WHAT TO WORK ON — Scan the material that follows. Copy every line containing the word "SourceParser".

DATA EXCERPTS —
┄┄┄┄┄┄
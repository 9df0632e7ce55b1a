//! Source parser.
//!
//! Converts source text into the immutable syntax model of [`crate::ast`].
//! The parser is purely syntactic: expressions and statements are kept as
//! verbatim text, classified only as far as expansion needs.

use crate::ast::{
    Argument, Attribute, Block, Decl, Expr, ExprKind, FunctionDecl, OtherDecl, Param,
    SourceFile, Span, Statement, TypeDecl,
};
use crate::diagnostics::{to_error_source, SourceArc};
use crate::{err_ctx, ParamTestError};
use pest::error::InputLocation;
use pest::iterators::Pair;
use pest::Parser;
use pest_derive::Parser;

#[derive(Parser)]
#[grammar = "syntax/grammar.pest"]
struct SourceParser;

// ============================================================================
// PUBLIC API
// ============================================================================

/// Parses source text into a [`SourceFile`].
///
/// `name` is used for diagnostics only.
///
/// ```rust
/// use paramtest::syntax::parse;
/// let file = parse("func f(value: Int) {\n    print(value)\n}\n", "F.swift").unwrap();
/// assert_eq!(file.items.len(), 1);
/// ```
pub fn parse(source_text: &str, name: &str) -> Result<SourceFile, ParamTestError> {
    let ctx = BuildContext {
        source: to_error_source(name, source_text),
    };

    let mut pairs = SourceParser::parse(Rule::file, source_text)
        .map_err(|e| convert_parse_error(e, &ctx.source))?;

    let Some(file) = pairs.next() else {
        return Ok(SourceFile {
            name: name.to_string(),
            items: Vec::new(),
        });
    };

    let items = file
        .into_inner()
        .filter(|p| p.as_rule() == Rule::item)
        .map(|p| ctx.build_item(p))
        .collect::<Result<Vec<_>, _>>()?;

    log::trace!("parsed {} top-level declaration(s) from {}", items.len(), name);

    Ok(SourceFile {
        name: name.to_string(),
        items,
    })
}

// ============================================================================
// AST BUILDERS
// ============================================================================

struct BuildContext {
    source: SourceArc,
}

impl BuildContext {
    fn malformed(&self, what: &str, pair: &Pair<Rule>) -> ParamTestError {
        err_ctx!(
            Parse,
            format!("malformed {}", what),
            &self.source,
            span_of(pair)
        )
    }

    fn build_item(&self, pair: Pair<Rule>) -> Result<Decl, ParamTestError> {
        let span = span_of(&pair);
        let mut attributes = Vec::new();
        let mut modifiers = Vec::new();
        let mut modifier_column = None;

        for inner in pair.clone().into_inner() {
            match inner.as_rule() {
                Rule::attribute => attributes.push(self.build_attribute(inner)?),
                Rule::modifier => {
                    modifier_column.get_or_insert_with(|| column_of(&inner));
                    modifiers.push(inner.as_str().trim().to_string());
                }
                Rule::function_decl => {
                    let function = self.build_function(inner, attributes, modifiers, span)?;
                    return Ok(Decl::Function(function));
                }
                Rule::type_decl => {
                    let ty = self.build_type(inner, attributes, modifiers, span)?;
                    return Ok(Decl::Type(ty));
                }
                Rule::other_decl => {
                    return Ok(Decl::Other(OtherDecl {
                        attributes,
                        modifiers,
                        text: inner.as_str().trim_end().to_string(),
                        column: modifier_column.unwrap_or_else(|| column_of(&inner)),
                        span,
                    }));
                }
                _ => {}
            }
        }

        Err(self.malformed("declaration", &pair))
    }

    fn build_function(
        &self,
        pair: Pair<Rule>,
        attributes: Vec<Attribute>,
        modifiers: Vec<String>,
        span: Span,
    ) -> Result<FunctionDecl, ParamTestError> {
        let mut name = None;
        let mut generics = None;
        let mut params = Vec::new();
        let mut effects = Vec::new();
        let mut return_type = None;
        let mut where_clause = None;
        let mut body = None;

        for inner in pair.clone().into_inner() {
            match inner.as_rule() {
                Rule::ident => name = Some(inner.as_str().to_string()),
                Rule::generic_clause => generics = Some(inner.as_str().to_string()),
                Rule::parameter_clause => {
                    params = inner
                        .into_inner()
                        .map(|p| self.build_parameter(p))
                        .collect::<Result<_, _>>()?;
                }
                Rule::effect => effects.push(inner.as_str().to_string()),
                Rule::return_clause => {
                    return_type = inner
                        .into_inner()
                        .next()
                        .map(|t| t.as_str().trim().to_string());
                }
                Rule::where_clause => where_clause = Some(inner.as_str().trim().to_string()),
                Rule::code_block => body = Some(build_block(inner)),
                _ => {}
            }
        }

        let name = name.ok_or_else(|| self.malformed("function name", &pair))?;
        Ok(FunctionDecl {
            attributes,
            modifiers,
            name,
            generics,
            params,
            effects,
            return_type,
            where_clause,
            body,
            span,
        })
    }

    fn build_parameter(&self, pair: Pair<Rule>) -> Result<Param, ParamTestError> {
        let mut label = None;
        let mut name = None;
        let mut ty = None;
        let mut default = None;

        for inner in pair.clone().into_inner() {
            match inner.as_rule() {
                Rule::parameter_label => label = Some(inner.as_str().to_string()),
                Rule::ident => name = Some(inner.as_str().to_string()),
                Rule::parameter_type => ty = Some(inner.as_str().trim().to_string()),
                Rule::default_value => {
                    default = inner.into_inner().next().map(|e| e.as_str().trim().to_string());
                }
                _ => {}
            }
        }

        match (name, ty) {
            (Some(name), Some(ty)) => Ok(Param {
                label,
                name,
                ty,
                default,
            }),
            _ => Err(self.malformed("parameter", &pair)),
        }
    }

    fn build_type(
        &self,
        pair: Pair<Rule>,
        attributes: Vec<Attribute>,
        modifiers: Vec<String>,
        span: Span,
    ) -> Result<TypeDecl, ParamTestError> {
        let mut keyword = None;
        let mut name = None;
        let mut header = None;
        let mut members = Vec::new();

        for inner in pair.clone().into_inner() {
            match inner.as_rule() {
                Rule::type_keyword => keyword = Some(inner.as_str().to_string()),
                Rule::ident => name = Some(inner.as_str().to_string()),
                Rule::type_header => header = Some(inner.as_str().trim().to_string()),
                Rule::item => members.push(self.build_item(inner)?),
                _ => {}
            }
        }

        match (keyword, name) {
            (Some(keyword), Some(name)) => Ok(TypeDecl {
                attributes,
                modifiers,
                keyword,
                name,
                header,
                members,
                span,
            }),
            _ => Err(self.malformed("type declaration", &pair)),
        }
    }

    fn build_attribute(&self, pair: Pair<Rule>) -> Result<Attribute, ParamTestError> {
        let text = pair.as_str().to_string();
        let span = span_of(&pair);
        let mut name = None;
        let mut arguments = None;

        for inner in pair.clone().into_inner() {
            match inner.as_rule() {
                Rule::attribute_name => name = Some(inner.as_str().to_string()),
                Rule::attribute_arguments => {
                    arguments = Some(inner.into_inner().map(build_argument).collect());
                }
                _ => {}
            }
        }

        let name = name.ok_or_else(|| self.malformed("attribute", &pair))?;
        Ok(Attribute {
            name,
            arguments,
            text,
            span,
        })
    }
}

fn build_argument(pair: Pair<Rule>) -> Argument {
    let mut label = None;
    let mut value = None;
    for inner in pair.into_inner() {
        match inner.as_rule() {
            Rule::argument_label => label = Some(inner.as_str().to_string()),
            Rule::expr => value = Some(build_expr(inner)),
            _ => {}
        }
    }
    Argument {
        label,
        // grammar requires an expression in every argument
        value: value.unwrap_or_else(|| Expr::scalar("")),
    }
}

/// Classifies an expression: array literal, tuple or scalar.
/// Only a group that spans the whole expression counts; `(1, 2).0` is a scalar.
///
/// pest's implicit whitespace can follow the last piece of an expression
/// (`(3, 4)\n]`), so text and span are trimmed before classifying.
fn build_expr(pair: Pair<Rule>) -> Expr {
    let raw = pair.as_str();
    let text = raw.trim();
    let start = pair.as_span().start() + (raw.len() - raw.trim_start().len());
    let span = Span::new(start, start + text.len());
    let mut inner = pair.into_inner();

    let kind = match (inner.next(), inner.next()) {
        (Some(only), None) if only.as_str().trim() == text => match only.as_rule() {
            Rule::array_literal => ExprKind::Array(only.into_inner().map(build_expr).collect()),
            Rule::paren_group => ExprKind::Tuple(build_components(only)),
            _ => ExprKind::Scalar,
        },
        _ => ExprKind::Scalar,
    };

    Expr {
        kind,
        text: text.to_string(),
        span,
    }
}

/// Tuple components in order. Labels are dropped; components bind by position.
fn build_components(pair: Pair<Rule>) -> Vec<Expr> {
    pair.into_inner()
        .flat_map(|component| component.into_inner())
        .filter(|inner| inner.as_rule() == Rule::expr)
        .map(build_expr)
        .collect()
}

fn build_block(pair: Pair<Rule>) -> Block {
    let statements = pair
        .into_inner()
        .filter(|p| p.as_rule() == Rule::statement)
        .map(|p| {
            Statement {
                text: p.as_str().trim_end().to_string(),
                column: column_of(&p),
            }
        })
        .collect();
    Block {
        prelude: Vec::new(),
        statements,
    }
}

// ============================================================================
// HELPERS
// ============================================================================

fn span_of(pair: &Pair<Rule>) -> Span {
    let span = pair.as_span();
    Span::new(span.start(), span.end())
}

fn column_of(pair: &Pair<Rule>) -> usize {
    let (_, column) = pair.as_span().start_pos().line_col();
    column.saturating_sub(1)
}

fn convert_parse_error(error: pest::error::Error<Rule>, source: &SourceArc) -> ParamTestError {
    let span = match error.location {
        InputLocation::Pos(pos) => Span::new(pos, pos),
        InputLocation::Span((start, end)) => Span::new(start, end),
    };
    err_ctx!(Parse, error.variant.message(), source, span)
}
┄┄┄┄┄┄
SOLUTION TO THE PROBLEM —
struct SourceParser;
    let mut pairs = SourceParser::parse(Rule::file, source_text)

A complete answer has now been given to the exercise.